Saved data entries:
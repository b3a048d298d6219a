//! Translates a raw `SetWinEventHook` event into a [`WindowEvent`].

use scrollwm_core::WindowEvent;
use windows::Win32::Foundation::HWND;
use windows::Win32::UI::WindowsAndMessaging::{
    EVENT_OBJECT_CREATE, EVENT_OBJECT_DESTROY, EVENT_OBJECT_HIDE, EVENT_OBJECT_LOCATIONCHANGE,
    EVENT_OBJECT_NAMECHANGE, EVENT_OBJECT_SHOW, EVENT_SYSTEM_FOREGROUND, EVENT_SYSTEM_MINIMIZEEND,
    EVENT_SYSTEM_MINIMIZESTART, EVENT_SYSTEM_MOVESIZEEND,
};

/// Object ID for the window itself, as opposed to a child element like a
/// scrollbar or menu item.
const OBJID_WINDOW: i32 = 0;

/// Lowest and highest raw event codes `win_event_proc` registers for.
pub const EVENT_MIN: u32 = EVENT_SYSTEM_FOREGROUND;
pub const EVENT_MAX: u32 = EVENT_OBJECT_NAMECHANGE;

/// Translates a raw Win32 event into a [`WindowEvent`]. Returns `None`
/// for child-object events or codes the reactor doesn't act on
/// (`EVENT_OBJECT_LOCATIONCHANGE` fires far more often than
/// `EVENT_SYSTEM_MOVESIZEEND` and isn't needed for tiling).
pub fn translate(event: u32, hwnd: HWND, id_object: i32) -> Option<WindowEvent> {
    if id_object != OBJID_WINDOW {
        return None;
    }

    let id = crate::window::id_of(hwnd);

    match event {
        e if e == EVENT_OBJECT_SHOW || e == EVENT_OBJECT_CREATE => Some(WindowEvent::Created(id)),
        e if e == EVENT_OBJECT_DESTROY || e == EVENT_OBJECT_HIDE => {
            Some(WindowEvent::Destroyed(id))
        }
        e if e == EVENT_SYSTEM_FOREGROUND => Some(WindowEvent::ForegroundChanged(id)),
        e if e == EVENT_SYSTEM_MOVESIZEEND => Some(WindowEvent::Moved(id)),
        e if e == EVENT_SYSTEM_MINIMIZESTART => Some(WindowEvent::Minimized(id)),
        e if e == EVENT_SYSTEM_MINIMIZEEND => Some(WindowEvent::Restored(id)),
        e if e == EVENT_OBJECT_NAMECHANGE => Some(WindowEvent::TitleChanged(id)),
        e if e == EVENT_OBJECT_LOCATIONCHANGE => None,
        _ => None,
    }
}

#[cfg(test)]
mod tests {
    use super::*;

    #[test]
    fn ignores_child_object_events() {
        assert_eq!(translate(EVENT_OBJECT_CREATE, HWND::default(), 5), None);
    }

    #[test]
    fn create_and_show_both_map_to_created() {
        assert!(matches!(
            translate(EVENT_OBJECT_CREATE, HWND::default(), OBJID_WINDOW),
            Some(WindowEvent::Created(_))
        ));
        assert!(matches!(
            translate(EVENT_OBJECT_SHOW, HWND::default(), OBJID_WINDOW),
            Some(WindowEvent::Created(_))
        ));
    }

    #[test]
    fn foreground_maps_to_foreground_changed_not_focused() {
        assert!(matches!(
            translate(EVENT_SYSTEM_FOREGROUND, HWND::default(), OBJID_WINDOW),
            Some(WindowEvent::ForegroundChanged(_))
        ));
    }
}
//! The reference [`PlatformAdapter`] (§4.F): wires window enumeration,
//! monitor queries, the event thread, cursor polling, and the
//! cloaking-thumbnail display proxy into the single interface
//! [`crate::manager::WindowManager`] drives.

use std::collections::HashMap;
use std::process::Command;
use std::sync::mpsc::Receiver;

use scrollwm_core::adapter::MonitorInfo;
use scrollwm_core::layout::{compute_layout, Placement};
use scrollwm_core::reactor::EventSource;
use scrollwm_core::{PlatformAdapter, Rect, WindowEvent, WindowId, WmResult, World};

use windows::Win32::Foundation::{LPARAM, WPARAM};
use windows::Win32::UI::WindowsAndMessaging::{
    PostMessageW, SetForegroundWindow, SetWindowPos, ShowWindow, SWP_NOACTIVATE, SWP_NOZORDER,
    SW_HIDE, SW_RESTORE, SW_SHOWNOACTIVATE, WM_CLOSE,
};

use crate::event_loop::{self, EventLoopHandle};
use crate::{monitor, thumbnail, window};

/// The reference Windows adapter. Holds the event thread handle (once
/// [`PlatformAdapter::initialize`] has run), every live display proxy
/// keyed by the window it mirrors, and the gap (from [`scrollwm_core::Config`])
/// applied by [`Self::refresh`].
pub struct WindowsAdapter {
    gap_px: i32,
    event_loop: Option<EventLoopHandle>,
    event_rx: Option<Receiver<WindowEvent>>,
    proxies: HashMap<WindowId, thumbnail::DisplayProxy>,
}

impl WindowsAdapter {
    pub fn new(gap_px: i32) -> Self {
        Self {
            gap_px,
            event_loop: None,
            event_rx: None,
            proxies: HashMap::new(),
        }
    }
}

impl PlatformAdapter for WindowsAdapter {
    fn initialize(&mut self) -> WmResult<()> {
        let (tx, rx) = std::sync::mpsc::channel();
        let handle = event_loop::start(tx)?;
        self.event_loop = Some(handle);
        self.event_rx = Some(rx);
        Ok(())
    }

    fn monitors(&self) -> WmResult<Vec<MonitorInfo>> {
        monitor::enumerate_monitors()
    }

    fn focus_window(&mut self, window: WindowId) -> WmResult<()> {
        let hwnd = window::hwnd_of(window);
        if window::is_minimized(hwnd) {
            // SAFETY: ShowWindow is a simple state-changing call on a
            // window handle the core already knows about.
            unsafe {
                let _ = ShowWindow(hwnd, SW_RESTORE);
            }
        }
        // SAFETY: SetForegroundWindow takes a plain HWND.
        unsafe {
            let _ = SetForegroundWindow(hwnd);
        }
        Ok(())
    }

    /// The reference adapter applies pixel geometry only from
    /// [`Self::refresh`], which the core calls after every mutation that
    /// can change a window's on-screen rectangle; this hook is reserved
    /// for adapters that want to react to a single resize without a
    /// full relayout.
    fn resize_window(&mut self, _window: WindowId) -> WmResult<()> {
        Ok(())
    }

    fn close_window(&mut self, window: WindowId) -> WmResult<()> {
        let hwnd = window::hwnd_of(window);
        // SAFETY: PostMessageW queues a message; it does not wait for
        // the target to process it.
        unsafe {
            PostMessageW(Some(hwnd), WM_CLOSE, WPARAM(0), LPARAM(0))?;
        }
        Ok(())
    }

    fn refresh(&mut self, world: &mut World) -> WmResult<()> {
        for monitor in &world.monitors {
            let focused_id = monitor.focused_workspace_id;
            for workspace in &monitor.workspaces {
                if workspace.id == focused_id {
                    let placements =
                        compute_layout(workspace, monitor.work_rect, monitor.rect, self.gap_px);
                    for (id, placement) in placements {
                        apply_placement(id, placement);
                    }
                } else {
                    for w in &workspace.windows {
                        hide(w.id);
                    }
                }
            }
        }
        Ok(())
    }

    fn open(&mut self, args: &[String]) -> WmResult<()> {
        let Some((program, rest)) = args.split_first() else {
            return Ok(());
        };
        Command::new(program).args(rest).spawn()?;
        Ok(())
    }

    fn cursor_position(&self) -> WmResult<(i32, i32)> {
        crate::cursor::position()
    }

    fn window_rect(&self, window: WindowId) -> WmResult<Rect> {
        window::rect(window::hwnd_of(window))
    }

    fn stop(&mut self) {
        if let Some(handle) = self.event_loop.take() {
            handle.stop();
        }
    }

    fn create_proxy(&mut self, window: WindowId) -> WmResult<()> {
        let hwnd = window::hwnd_of(window);
        let rect = window::rect(hwnd)?;
        let proxy = thumbnail::create(hwnd, rect)?;
        self.proxies.insert(window, proxy);
        Ok(())
    }

    fn update_proxy(&mut self, window: WindowId, rect: Rect, monitor_rect: Rect) -> WmResult<()> {
        if let Some(proxy) = self.proxies.get_mut(&window) {
            proxy.update(rect, monitor_rect);
        }
        Ok(())
    }

    fn set_proxy_visible(&mut self, window: WindowId, visible: bool) -> WmResult<()> {
        if let Some(proxy) = self.proxies.get_mut(&window) {
            proxy.set_visible(visible);
        }
        Ok(())
    }

    fn reorder_proxy(&mut self, window: WindowId) -> WmResult<()> {
        if let Some(proxy) = self.proxies.get_mut(&window) {
            proxy.reorder();
        }
        Ok(())
    }

    fn destroy_proxy(&mut self, window: WindowId) -> WmResult<()> {
        self.proxies.remove(&window);
        Ok(())
    }
}

impl EventSource for WindowsAdapter {
    fn next_event(&mut self) -> Option<WindowEvent> {
        self.event_rx.as_ref()?.try_recv().ok()
    }
}

fn apply_placement(id: WindowId, placement: Placement) {
    let hwnd = window::hwnd_of(id);
    match placement {
        Placement::Show(rect) => {
            // SAFETY: SetWindowPos/ShowWindow act on a handle the core
            // already tracks; failures (window gone) are not fatal, the
            // next destroyed event reconciles the model (§7).
            unsafe {
                let _ = SetWindowPos(
                    hwnd,
                    None,
                    rect.left,
                    rect.top,
                    rect.width(),
                    rect.height(),
                    SWP_NOZORDER | SWP_NOACTIVATE,
                );
                let _ = ShowWindow(hwnd, SW_SHOWNOACTIVATE);
            }
        }
        Placement::Hide => hide(id),
    }
}

fn hide(id: WindowId) {
    let hwnd = window::hwnd_of(id);
    // SAFETY: ShowWindow(SW_HIDE) on a handle the core tracks; per §9 the
    // canonical way to hide an inactive workspace's windows, preserving
    // restore state (unlike minimizing).
    unsafe {
        let _ = ShowWindow(hwnd, SW_HIDE);
    }
}

#[cfg(test)]
mod tests {
    use super::*;

    #[test]
    fn new_adapter_starts_with_no_event_thread() {
        let adapter = WindowsAdapter::new(12);
        assert!(adapter.event_loop.is_none());
        assert!(adapter.proxies.is_empty());
    }
}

Exercise prompt:
If a line of the data includes the word "into", it counts; give how many lines do, as a bare number.

Answer space:
3